**Goal of the exercise**. Once the lines below holding the string "filter" are counted, give that number alone.

BEGIN Data extract

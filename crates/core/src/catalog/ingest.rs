//! Catalog upload parsing. Columns are resolved by header name, not position.

use std::borrow::Cow;
use std::io::Read;

use csv::{ReaderBuilder, Trim};

use super::{parse_price, CatalogRow};
use crate::domain::product::ProductCode;
use crate::errors::SubstitutionError;

#[derive(Clone, Copy, Debug, PartialEq, Eq)]
pub enum CatalogColumn {
    Code,
    Label,
    Market,
    Segment,
    Category,
    Family,
    Price,
    Origin,
    Premium,
}

impl CatalogColumn {
    pub const ALL: [CatalogColumn; 9] = [
        CatalogColumn::Code,
        CatalogColumn::Label,
        CatalogColumn::Market,
        CatalogColumn::Segment,
        CatalogColumn::Category,
        CatalogColumn::Family,
        CatalogColumn::Price,
        CatalogColumn::Origin,
        CatalogColumn::Premium,
    ];

    pub fn name(self) -> &'static str {
        match self {
            CatalogColumn::Code => "code",
            CatalogColumn::Label => "label",
            CatalogColumn::Market => "market",
            CatalogColumn::Segment => "segment",
            CatalogColumn::Category => "category",
            CatalogColumn::Family => "family",
            CatalogColumn::Price => "price",
            CatalogColumn::Origin => "origin",
            CatalogColumn::Premium => "premium",
        }
    }

    fn aliases(self) -> &'static [&'static str] {
        match self {
            CatalogColumn::Code => &["code", "product_code", "product_id"],
            CatalogColumn::Label => &["label", "name", "description", "text"],
            CatalogColumn::Market => &["market"],
            CatalogColumn::Segment => &["segment"],
            CatalogColumn::Category => &["category"],
            CatalogColumn::Family => &["family"],
            CatalogColumn::Price => &["price"],
            CatalogColumn::Origin => &["origin"],
            CatalogColumn::Premium => &["premium"],
        }
    }

    fn matches(self, header: &str) -> bool {
        let normalized = normalize_header(header);
        self.aliases().iter().any(|alias| *alias == normalized)
    }
}

fn normalize_header(header: &str) -> String {
    header
        .trim()
        .to_ascii_lowercase()
        .split(|ch: char| ch.is_whitespace() || ch == '-' || ch == '_')
        .filter(|part| !part.is_empty())
        .collect::<Vec<_>>()
        .join("_")
}

/// Position of each [`CatalogColumn`] within an upload's records.
#[derive(Clone, Debug, PartialEq, Eq)]
pub struct ColumnMap {
    positions: [usize; 9],
}

impl ColumnMap {
    /// The fixed `code, label, market, segment, category, family, price, origin, premium` order.
    pub fn positional() -> Self {
        Self { positions: [0, 1, 2, 3, 4, 5, 6, 7, 8] }
    }

    pub fn from_headers<I, S>(headers: I) -> Result<Self, SubstitutionError>
    where
        I: IntoIterator<Item = S>,
        S: AsRef<str>,
    {
        let headers: Vec<String> = headers.into_iter().map(|h| h.as_ref().to_owned()).collect();
        let mut positions = [0usize; 9];

        for (slot, column) in CatalogColumn::ALL.iter().enumerate() {
            positions[slot] = headers
                .iter()
                .position(|header| column.matches(header))
                .ok_or_else(|| {
                    SubstitutionError::format(
                        0,
                        format!("missing required column `{}`", column.name()),
                    )
                })?;
        }

        Ok(Self { positions })
    }

    /// Like [`ColumnMap::from_headers`], except that a header row naming none of the known
    /// columns is read as a caption row and the positional order applies.
    pub fn resolve<I, S>(headers: I) -> Result<Self, SubstitutionError>
    where
        I: IntoIterator<Item = S>,
        S: AsRef<str>,
    {
        let headers: Vec<String> = headers.into_iter().map(|h| h.as_ref().to_owned()).collect();
        let recognized = headers
            .iter()
            .any(|header| CatalogColumn::ALL.iter().any(|column| column.matches(header)));
        if recognized {
            Self::from_headers(headers)
        } else {
            Ok(Self::positional())
        }
    }

    pub fn position(&self, column: CatalogColumn) -> usize {
        self.positions[column as usize]
    }

    fn width(&self) -> usize {
        self.positions.iter().copied().max().unwrap_or(0) + 1
    }

    pub(crate) fn project<S: AsRef<str>>(
        &self,
        row: usize,
        cells: &[S],
        decimal_comma: bool,
    ) -> Result<CatalogRow, SubstitutionError> {
        if cells.len() < self.width() {
            return Err(SubstitutionError::format(
                row,
                format!("expected at least {} fields, found {}", self.width(), cells.len()),
            ));
        }

        let cell = |column: CatalogColumn| cells[self.position(column)].as_ref().trim();
        let price = cell(CatalogColumn::Price);
        let price = if decimal_comma { normalize_decimal_comma(price) } else { Cow::Borrowed(price) };

        Ok(CatalogRow {
            code: ProductCode::from(cell(CatalogColumn::Code)),
            label: cell(CatalogColumn::Label).to_owned(),
            market: cell(CatalogColumn::Market).to_owned(),
            segment: cell(CatalogColumn::Segment).to_owned(),
            category: cell(CatalogColumn::Category).to_owned(),
            family: cell(CatalogColumn::Family).to_owned(),
            price: parse_price(row, &price)?,
            origin: cell(CatalogColumn::Origin).to_owned(),
            premium: cell(CatalogColumn::Premium).to_owned(),
        })
    }
}

/// `4,5` → `4.5`. Values with a dot or several commas are left alone.
fn normalize_decimal_comma(raw: &str) -> Cow<'_, str> {
    if !raw.contains('.') && raw.matches(',').count() == 1 {
        Cow::Owned(raw.replacen(',', ".", 1))
    } else {
        Cow::Borrowed(raw)
    }
}

/// Reads delimited catalog exports. By default the first record is a header naming the
/// columns; headerless exports fall back to the positional column order.
#[derive(Clone, Debug)]
pub struct CatalogParser {
    delimiter: u8,
    headerless: bool,
    decimal_comma: bool,
}

impl Default for CatalogParser {
    fn default() -> Self {
        Self { delimiter: b',', headerless: false, decimal_comma: false }
    }
}

impl CatalogParser {
    pub fn new() -> Self {
        Self::default()
    }

    /// Sets the delimiter; prices are read with a decimal comma unless it is `,`.
    pub fn with_delimiter(mut self, delimiter: u8) -> Self {
        self.delimiter = delimiter;
        self.decimal_comma = delimiter != b',';
        self
    }

    pub fn headerless(mut self) -> Self {
        self.headerless = true;
        self
    }

    /// Picks `;` or tab over `,` when the header line uses it more often, as spreadsheet
    /// exports in many locales do. Those locales also write decimal commas, so prices are
    /// read that way whenever the delimiter is not `,`.
    pub fn sniff(input: &str) -> Self {
        let header = input.lines().next().unwrap_or_default();
        let count = |needle: char| header.matches(needle).count();
        let delimiter = [(b',', count(',')), (b';', count(';')), (b'\t', count('\t'))]
            .into_iter()
            .max_by_key(|(_, occurrences)| *occurrences)
            .filter(|(_, occurrences)| *occurrences > 0)
            .map(|(delimiter, _)| delimiter)
            .unwrap_or(b',');
        Self { delimiter, headerless: false, decimal_comma: delimiter != b',' }
    }

    pub fn delimiter(&self) -> u8 {
        self.delimiter
    }

    pub fn parse_str(&self, input: &str) -> Result<Vec<CatalogRow>, SubstitutionError> {
        self.parse_reader(input.as_bytes())
    }

    pub fn parse_reader<R: Read>(&self, reader: R) -> Result<Vec<CatalogRow>, SubstitutionError> {
        let mut reader = ReaderBuilder::new()
            .delimiter(self.delimiter)
            .has_headers(!self.headerless)
            .flexible(true)
            .trim(Trim::All)
            .from_reader(reader);

        let columns = if self.headerless {
            ColumnMap::positional()
        } else {
            let headers = reader.headers().map_err(|error| {
                SubstitutionError::format(0, format!("unreadable header: {error}"))
            })?;
            ColumnMap::resolve(headers.iter())?
        };

        let mut rows = Vec::new();
        for (offset, record) in reader.records().enumerate() {
            let row = offset + 1;
            let record = record.map_err(|error| SubstitutionError::format(row, error.to_string()))?;
            if record.iter().all(str::is_empty) {
                continue;
            }
            let cells: Vec<&str> = record.iter().collect();
            rows.push(columns.project(row, &cells, self.decimal_comma)?);
        }

        Ok(rows)
    }
}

END Data extract

**Answer to this task**. 2